──────── Supplied entries
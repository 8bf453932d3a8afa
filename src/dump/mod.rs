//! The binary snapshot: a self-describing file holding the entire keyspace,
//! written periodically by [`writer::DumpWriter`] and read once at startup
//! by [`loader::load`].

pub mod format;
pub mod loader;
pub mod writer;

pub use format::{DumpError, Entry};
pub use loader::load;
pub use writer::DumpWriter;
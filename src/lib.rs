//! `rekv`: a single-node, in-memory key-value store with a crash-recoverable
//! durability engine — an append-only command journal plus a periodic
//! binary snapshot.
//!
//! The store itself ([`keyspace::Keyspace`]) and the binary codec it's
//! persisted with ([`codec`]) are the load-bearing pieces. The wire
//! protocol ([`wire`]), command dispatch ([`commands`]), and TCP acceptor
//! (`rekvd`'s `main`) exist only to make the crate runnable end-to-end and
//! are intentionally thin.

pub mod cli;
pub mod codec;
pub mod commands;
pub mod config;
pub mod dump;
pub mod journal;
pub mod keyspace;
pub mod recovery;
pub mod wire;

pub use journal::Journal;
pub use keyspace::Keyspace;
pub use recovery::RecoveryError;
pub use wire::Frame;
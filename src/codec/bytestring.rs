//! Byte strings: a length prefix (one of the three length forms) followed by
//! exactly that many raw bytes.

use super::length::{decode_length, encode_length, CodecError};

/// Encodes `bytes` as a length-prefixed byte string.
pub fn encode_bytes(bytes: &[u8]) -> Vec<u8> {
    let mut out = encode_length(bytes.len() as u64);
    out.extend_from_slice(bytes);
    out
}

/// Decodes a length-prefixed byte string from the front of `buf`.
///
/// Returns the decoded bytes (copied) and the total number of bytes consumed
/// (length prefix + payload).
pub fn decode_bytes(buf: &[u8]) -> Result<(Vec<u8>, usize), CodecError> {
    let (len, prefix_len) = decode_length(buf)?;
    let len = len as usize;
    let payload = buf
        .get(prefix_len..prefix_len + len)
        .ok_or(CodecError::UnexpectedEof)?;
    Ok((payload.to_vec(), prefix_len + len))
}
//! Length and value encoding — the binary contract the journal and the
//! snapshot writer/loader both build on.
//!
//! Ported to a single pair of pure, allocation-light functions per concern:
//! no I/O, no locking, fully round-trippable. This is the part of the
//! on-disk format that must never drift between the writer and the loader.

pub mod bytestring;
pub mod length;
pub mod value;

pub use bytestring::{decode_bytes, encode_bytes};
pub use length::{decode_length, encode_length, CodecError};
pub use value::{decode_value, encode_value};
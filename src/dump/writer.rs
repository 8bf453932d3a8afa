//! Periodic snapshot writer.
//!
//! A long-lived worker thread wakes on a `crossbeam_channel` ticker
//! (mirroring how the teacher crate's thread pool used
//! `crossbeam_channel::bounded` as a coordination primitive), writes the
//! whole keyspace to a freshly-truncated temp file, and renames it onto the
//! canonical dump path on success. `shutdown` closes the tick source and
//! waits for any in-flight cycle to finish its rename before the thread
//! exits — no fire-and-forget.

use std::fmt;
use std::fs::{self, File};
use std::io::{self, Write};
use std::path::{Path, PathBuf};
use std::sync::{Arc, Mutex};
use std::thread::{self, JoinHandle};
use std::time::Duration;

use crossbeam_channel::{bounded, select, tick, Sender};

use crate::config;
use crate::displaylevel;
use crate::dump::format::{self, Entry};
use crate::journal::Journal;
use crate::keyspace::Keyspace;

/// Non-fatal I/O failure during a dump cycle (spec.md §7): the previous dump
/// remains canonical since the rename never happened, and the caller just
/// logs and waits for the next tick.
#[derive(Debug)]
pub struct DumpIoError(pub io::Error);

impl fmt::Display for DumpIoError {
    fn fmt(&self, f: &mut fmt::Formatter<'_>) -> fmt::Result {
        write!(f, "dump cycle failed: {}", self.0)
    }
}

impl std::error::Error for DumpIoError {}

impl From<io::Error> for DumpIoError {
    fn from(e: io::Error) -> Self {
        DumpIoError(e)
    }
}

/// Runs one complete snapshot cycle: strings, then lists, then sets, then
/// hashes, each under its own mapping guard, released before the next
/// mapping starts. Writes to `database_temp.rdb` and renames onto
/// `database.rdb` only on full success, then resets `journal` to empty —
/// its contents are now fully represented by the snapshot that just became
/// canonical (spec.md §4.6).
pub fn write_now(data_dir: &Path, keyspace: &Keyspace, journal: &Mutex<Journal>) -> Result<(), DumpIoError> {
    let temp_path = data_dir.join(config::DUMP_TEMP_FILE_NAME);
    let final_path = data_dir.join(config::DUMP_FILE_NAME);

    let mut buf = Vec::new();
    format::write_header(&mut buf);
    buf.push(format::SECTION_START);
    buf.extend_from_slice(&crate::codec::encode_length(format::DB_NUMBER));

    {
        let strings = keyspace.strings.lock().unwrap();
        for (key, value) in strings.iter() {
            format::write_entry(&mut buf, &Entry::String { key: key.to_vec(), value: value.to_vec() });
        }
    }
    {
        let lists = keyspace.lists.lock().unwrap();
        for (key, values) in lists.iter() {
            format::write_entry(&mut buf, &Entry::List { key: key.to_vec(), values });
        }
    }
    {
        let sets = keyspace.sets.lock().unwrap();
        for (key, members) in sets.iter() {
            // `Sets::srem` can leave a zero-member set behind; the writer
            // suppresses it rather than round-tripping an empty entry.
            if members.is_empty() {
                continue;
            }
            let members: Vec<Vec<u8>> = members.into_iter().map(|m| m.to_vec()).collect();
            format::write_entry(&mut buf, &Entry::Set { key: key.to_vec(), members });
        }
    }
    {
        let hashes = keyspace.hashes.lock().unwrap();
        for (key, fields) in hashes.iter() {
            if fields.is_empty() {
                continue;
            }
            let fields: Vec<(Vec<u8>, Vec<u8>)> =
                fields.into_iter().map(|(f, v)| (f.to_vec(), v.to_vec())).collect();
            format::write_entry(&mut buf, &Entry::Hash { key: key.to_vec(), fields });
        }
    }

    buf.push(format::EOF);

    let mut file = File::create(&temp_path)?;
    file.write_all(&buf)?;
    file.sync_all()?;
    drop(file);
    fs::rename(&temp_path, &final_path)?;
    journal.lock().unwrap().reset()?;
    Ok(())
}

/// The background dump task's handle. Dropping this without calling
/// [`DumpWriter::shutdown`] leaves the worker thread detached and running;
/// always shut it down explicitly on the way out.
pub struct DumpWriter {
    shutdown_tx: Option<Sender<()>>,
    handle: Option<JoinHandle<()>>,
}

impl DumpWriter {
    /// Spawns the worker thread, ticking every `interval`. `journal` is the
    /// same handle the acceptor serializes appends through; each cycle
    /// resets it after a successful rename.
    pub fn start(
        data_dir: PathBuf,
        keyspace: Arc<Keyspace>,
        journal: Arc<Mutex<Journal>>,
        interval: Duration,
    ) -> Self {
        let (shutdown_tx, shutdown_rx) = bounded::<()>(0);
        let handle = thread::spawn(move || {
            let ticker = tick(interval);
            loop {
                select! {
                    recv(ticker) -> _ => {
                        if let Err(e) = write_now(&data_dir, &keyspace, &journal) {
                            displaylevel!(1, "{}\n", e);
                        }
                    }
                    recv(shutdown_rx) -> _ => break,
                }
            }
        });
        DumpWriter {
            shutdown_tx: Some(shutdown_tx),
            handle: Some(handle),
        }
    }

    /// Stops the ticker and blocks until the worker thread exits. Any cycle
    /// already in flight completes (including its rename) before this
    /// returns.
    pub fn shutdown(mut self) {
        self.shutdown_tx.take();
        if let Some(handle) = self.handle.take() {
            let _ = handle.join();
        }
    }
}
────────────────
#### Task description:
All records are to be printed again, exactly and completely.

#### Result:
repository 8bf453932d3a8afa
filename src/dump/mod.rs
//! The binary snapshot: a self-describing file holding the entire keyspace,
//! written periodically by [`writer::DumpWriter`] and read once at startup
//! by [`loader::load`].

pub mod format;
pub mod loader;
pub mod writer;

pub use format::{DumpError, Entry};
pub use loader::load;
pub use writer::DumpWriter;
filename src/lib.rs
//! `rekv`: a single-node, in-memory key-value store with a crash-recoverable
//! durability engine — an append-only command journal plus a periodic
//! binary snapshot.
//!
//! The store itself ([`keyspace::Keyspace`]) and the binary codec it's
//! persisted with ([`codec`]) are the load-bearing pieces. The wire
//! protocol ([`wire`]), command dispatch ([`commands`]), and TCP acceptor
//! (`rekvd`'s `main`) exist only to make the crate runnable end-to-end and
//! are intentionally thin.

pub mod cli;
pub mod codec;
pub mod commands;
pub mod config;
pub mod dump;
pub mod journal;
pub mod keyspace;
pub mod recovery;
pub mod wire;

pub use journal::Journal;
pub use keyspace::Keyspace;
pub use recovery::RecoveryError;
pub use wire::Frame;
filename src/codec/bytestring.rs
//! Byte strings: a length prefix (one of the three length forms) followed by
//! exactly that many raw bytes.

use super::length::{decode_length, encode_length, CodecError};

/// Encodes `bytes` as a length-prefixed byte string.
pub fn encode_bytes(bytes: &[u8]) -> Vec<u8> {
    let mut out = encode_length(bytes.len() as u64);
    out.extend_from_slice(bytes);
    out
}

/// Decodes a length-prefixed byte string from the front of `buf`.
///
/// Returns the decoded bytes (copied) and the total number of bytes consumed
/// (length prefix + payload).
pub fn decode_bytes(buf: &[u8]) -> Result<(Vec<u8>, usize), CodecError> {
    let (len, prefix_len) = decode_length(buf)?;
    let len = len as usize;
    let payload = buf
        .get(prefix_len..prefix_len + len)
        .ok_or(CodecError::UnexpectedEof)?;
    Ok((payload.to_vec(), prefix_len + len))
}
//! Length and value encoding — the binary contract the journal and the
//! snapshot writer/loader both build on.
//!
//! Ported to a single pair of pure, allocation-light functions per concern:
//! no I/O, no locking, fully round-trippable. This is the part of the
//! on-disk format that must never drift between the writer and the loader.

pub mod bytestring;
pub mod length;
pub mod value;

pub use bytestring::{decode_bytes, encode_bytes};
pub use length::{decode_length, encode_length, CodecError};
pub use value::{decode_value, encode_value};
filename src/dump/writer.rs
repository 8bf453932d3a8afa
//! Periodic snapshot writer.
//!
//! A long-lived worker thread wakes on a `crossbeam_channel` ticker
//! (mirroring how the teacher crate's thread pool used
//! `crossbeam_channel::bounded` as a coordination primitive), writes the
//! whole keyspace to a freshly-truncated temp file, and renames it onto the
//! canonical dump path on success. `shutdown` closes the tick source and
//! waits for any in-flight cycle to finish its rename before the thread
//! exits — no fire-and-forget.

use std::fmt;
use std::fs::{self, File};
use std::io::{self, Write};
use std::path::{Path, PathBuf};
use std::sync::{Arc, Mutex};
use std::thread::{self, JoinHandle};
use std::time::Duration;

use crossbeam_channel::{bounded, select, tick, Sender};

use crate::config;
use crate::displaylevel;
use crate::dump::format::{self, Entry};
use crate::journal::Journal;
use crate::keyspace::Keyspace;

/// Non-fatal I/O failure during a dump cycle (spec.md §7): the previous dump
/// remains canonical since the rename never happened, and the caller just
/// logs and waits for the next tick.
#[derive(Debug)]
pub struct DumpIoError(pub io::Error);

impl fmt::Display for DumpIoError {
    fn fmt(&self, f: &mut fmt::Formatter<'_>) -> fmt::Result {
        write!(f, "dump cycle failed: {}", self.0)
    }
}

impl std::error::Error for DumpIoError {}

impl From<io::Error> for DumpIoError {
    fn from(e: io::Error) -> Self {
        DumpIoError(e)
    }
}

/// Runs one complete snapshot cycle: strings, then lists, then sets, then
/// hashes, each under its own mapping guard, released before the next
/// mapping starts. Writes to `database_temp.rdb` and renames onto
/// `database.rdb` only on full success, then resets `journal` to empty —
/// its contents are now fully represented by the snapshot that just became
/// canonical (spec.md §4.6).
pub fn write_now(data_dir: &Path, keyspace: &Keyspace, journal: &Mutex<Journal>) -> Result<(), DumpIoError> {
    let temp_path = data_dir.join(config::DUMP_TEMP_FILE_NAME);
    let final_path = data_dir.join(config::DUMP_FILE_NAME);

    let mut buf = Vec::new();
    format::write_header(&mut buf);
    buf.push(format::SECTION_START);
    buf.extend_from_slice(&crate::codec::encode_length(format::DB_NUMBER));

    {
        let strings = keyspace.strings.lock().unwrap();
        for (key, value) in strings.iter() {
            format::write_entry(&mut buf, &Entry::String { key: key.to_vec(), value: value.to_vec() });
        }
    }
    {
        let lists = keyspace.lists.lock().unwrap();
        for (key, values) in lists.iter() {
            format::write_entry(&mut buf, &Entry::List { key: key.to_vec(), values });
        }
    }
    {
        let sets = keyspace.sets.lock().unwrap();
        for (key, members) in sets.iter() {
            // `Sets::srem` can leave a zero-member set behind; the writer
            // suppresses it rather than round-tripping an empty entry.
            if members.is_empty() {
                continue;
            }
            let members: Vec<Vec<u8>> = members.into_iter().map(|m| m.to_vec()).collect();
            format::write_entry(&mut buf, &Entry::Set { key: key.to_vec(), members });
        }
    }
    {
        let hashes = keyspace.hashes.lock().unwrap();
        for (key, fields) in hashes.iter() {
            if fields.is_empty() {
                continue;
            }
            let fields: Vec<(Vec<u8>, Vec<u8>)> =
                fields.into_iter().map(|(f, v)| (f.to_vec(), v.to_vec())).collect();
            format::write_entry(&mut buf, &Entry::Hash { key: key.to_vec(), fields });
        }
    }

    buf.push(format::EOF);

    let mut file = File::create(&temp_path)?;
    file.write_all(&buf)?;
    file.sync_all()?;
    drop(file);
    fs::rename(&temp_path, &final_path)?;
    journal.lock().unwrap().reset()?;
    Ok(())
}

/// The background dump task's handle. Dropping this without calling
/// [`DumpWriter::shutdown`] leaves the worker thread detached and running;
/// always shut it down explicitly on the way out.
pub struct DumpWriter {
    shutdown_tx: Option<Sender<()>>,
    handle: Option<JoinHandle<()>>,
}

impl DumpWriter {
    /// Spawns the worker thread, ticking every `interval`. `journal` is the
    /// same handle the acceptor serializes appends through; each cycle
    /// resets it after a successful rename.
    pub fn start(
        data_dir: PathBuf,
        keyspace: Arc<Keyspace>,
        journal: Arc<Mutex<Journal>>,
        interval: Duration,
    ) -> Self {
        let (shutdown_tx, shutdown_rx) = bounded::<()>(0);
        let handle = thread::spawn(move || {
            let ticker = tick(interval);
            loop {
                select! {
                    recv(ticker) -> _ => {
                        if let Err(e) = write_now(&data_dir, &keyspace, &journal) {
                            displaylevel!(1, "{}\n", e);
                        }
                    }
                    recv(shutdown_rx) -> _ => break,
                }
            }
        });
        DumpWriter {
            shutdown_tx: Some(shutdown_tx),
            handle: Some(handle),
        }
    }

    /// Stops the ticker and blocks until the worker thread exits. Any cycle
    /// already in flight completes (including its rename) before this
    /// returns.
    pub fn shutdown(mut self) {
        self.shutdown_tx.take();
        if let Some(handle) = self.handle.take() {
            let _ = handle.join();
        }
    }
}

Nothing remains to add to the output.